*** MATERIAL FOR THE TASK Section Begins ***

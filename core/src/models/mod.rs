//! Record types flowing through a sync run: warehouse rows in, vectors from
//! the item index, and the three prepared row families out.

pub mod metadata;
pub mod records;
pub mod row;
pub mod vector;

pub use metadata::{Metadata, ITEM_ID_KEY, USER_ID_KEY};
pub use records::{PreparedRecords, RelationalRow, VectorRecord, WarehouseRow};
pub use row::{group_by_user, InteractionRow, InteractionType, UserRows};
pub use vector::Vector;
#[allow(clippy::module_inception)]
pub mod error;
pub mod record;
pub mod sink;

pub use error::{CliError, SecretsError, SyncError};
pub use record::RecordError;
pub use sink::SinkErrorKind;
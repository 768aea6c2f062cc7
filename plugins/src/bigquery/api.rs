//! The three warehouse REST calls the sync makes, behind a seam so the
//! paging and insert contracts can be exercised without a live project.

use anyhow::Context;
use async_trait::async_trait;
use gcp_bigquery_client::error::BQError;
use gcp_bigquery_client::model::get_query_results_parameters::GetQueryResultsParameters;
use gcp_bigquery_client::model::job_reference::JobReference;
use gcp_bigquery_client::model::query_request::QueryRequest;
use gcp_bigquery_client::model::table_data_insert_all_request::TableDataInsertAllRequest;
use gcp_bigquery_client::model::table_row::TableRow;
use gcp_bigquery_client::model::table_schema::TableSchema;
use gcp_bigquery_client::Client;
use serde_json::{Map, Value};
use uvsync_core::api::WarehouseRow;

/// Query job to poll or page through.
#[derive(Debug, Clone, PartialEq, Eq)]
pub struct JobHandle {
    pub job_id: String,
    pub location: Option<String>,
}

/// One response of `jobs.query` or `jobs.getQueryResults`, rows keyed by column.
#[derive(Debug, Clone, Default)]
pub struct QueryPage {
    pub complete: bool,
    pub job: Option<JobHandle>,
    pub rows: Vec<Map<String, Value>>,
    pub page_token: Option<String>,
}

#[async_trait]
pub trait WarehouseApi: Send + Sync {
    /// Start `sql`; the first page comes back if the job finishes in time.
    async fn query(&self, sql: &str) -> anyhow::Result<QueryPage>;

    /// Wait on `job` (no token) or read the page at `page_token`.
    async fn query_results(
        &self,
        job: &JobHandle,
        page_token: Option<&str>,
    ) -> anyhow::Result<QueryPage>;

    /// `insertAll`; returns the number of rows the table rejected.
    async fn insert_all(
        &self,
        dataset_id: &str,
        table_id: &str,
        rows: &[WarehouseRow],
    ) -> anyhow::Result<usize>;
}

/// [`WarehouseApi`] over `gcp-bigquery-client`.
pub struct GcpWarehouseApi {
    client: Client,
    project_id: String,
    timeout_ms: i32,
}

impl GcpWarehouseApi {
    pub fn new(client: Client, project_id: String, timeout_ms: u64) -> Self {
        Self {
            client,
            project_id,
            timeout_ms: i32::try_from(timeout_ms).unwrap_or(i32::MAX),
        }
    }
}

#[async_trait]
impl WarehouseApi for GcpWarehouseApi {
    async fn query(&self, sql: &str) -> anyhow::Result<QueryPage> {
        let mut request = QueryRequest::new(sql);
        request.timeout_ms = Some(self.timeout_ms);
        let resp = self
            .client
            .job()
            .query(&self.project_id, request)
            .await
            .map_err(|e| wrap("interaction query failed", e))?;
        Ok(page_from_parts(
            resp.job_complete,
            resp.job_reference,
            resp.schema,
            resp.rows,
            resp.page_token,
        ))
    }

    async fn query_results(
        &self,
        job: &JobHandle,
        page_token: Option<&str>,
    ) -> anyhow::Result<QueryPage> {
        let params = GetQueryResultsParameters {
            location: job.location.clone(),
            page_token: page_token.map(str::to_string),
            timeout_ms: Some(self.timeout_ms),
            ..Default::default()
        };
        let resp = self
            .client
            .job()
            .get_query_results(&self.project_id, &job.job_id, params)
            .await
            .map_err(|e| wrap("reading query results failed", e))?;
        Ok(page_from_parts(
            resp.job_complete,
            resp.job_reference,
            resp.schema,
            resp.rows,
            resp.page_token,
        ))
    }

    async fn insert_all(
        &self,
        dataset_id: &str,
        table_id: &str,
        rows: &[WarehouseRow],
    ) -> anyhow::Result<usize> {
        let mut request = TableDataInsertAllRequest::new();
        for row in rows {
            request
                .add_row(Some(row.id.clone()), row)
                .map_err(|e| wrap("failed to encode audit row", e))?;
        }
        let resp = self
            .client
            .tabledata()
            .insert_all(&self.project_id, dataset_id, table_id, request)
            .await
            .map_err(|e| wrap("insertAll request failed", e))?;
        Ok(resp.insert_errors.map(|errors| errors.len()).unwrap_or(0))
    }
}

fn wrap(what: &'static str, err: BQError) -> anyhow::Error {
    anyhow::Error::new(err).context(what)
}

fn page_from_parts(
    job_complete: Option<bool>,
    job_reference: Option<JobReference>,
    schema: Option<TableSchema>,
    rows: Option<Vec<TableRow>>,
    page_token: Option<String>,
) -> QueryPage {
    let columns: Vec<String> = schema
        .and_then(|s| s.fields)
        .map(|fields| fields.into_iter().map(|f| f.name).collect())
        .unwrap_or_default();

    let rows = rows
        .unwrap_or_default()
        .into_iter()
        .map(|row| {
            let mut record = Map::new();
            let cells = row.columns.unwrap_or_default();
            for (name, cell) in columns.iter().zip(cells) {
                match cell.value {
                    Some(Value::Null) | None => {}
                    Some(value) => {
                        record.insert(name.clone(), value);
                    }
                }
            }
            record
        })
        .collect();

    let job = job_reference.and_then(|r| {
        r.job_id.map(|job_id| JobHandle {
            job_id,
            location: r.location,
        })
    });

    QueryPage {
        complete: job_complete.unwrap_or(true),
        job,
        rows,
        page_token: page_token.filter(|t| !t.is_empty()),
    }
}

pub async fn connect_client(
    key: gcp_bigquery_client::yup_oauth2::ServiceAccountKey,
) -> anyhow::Result<Client> {
    Client::from_service_account_key(key, false)
        .await
        .context("failed to create warehouse client from service account")
}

*** MATERIAL FOR THE TASK Section Ends ***

ACTIVITY: What lines above hold the word "params"? Pull each one out.

RESULT FOR THIS EXERCISE:
        let params = GetQueryResultsParameters {
            .get_query_results(&self.project_id, &job.job_id, params)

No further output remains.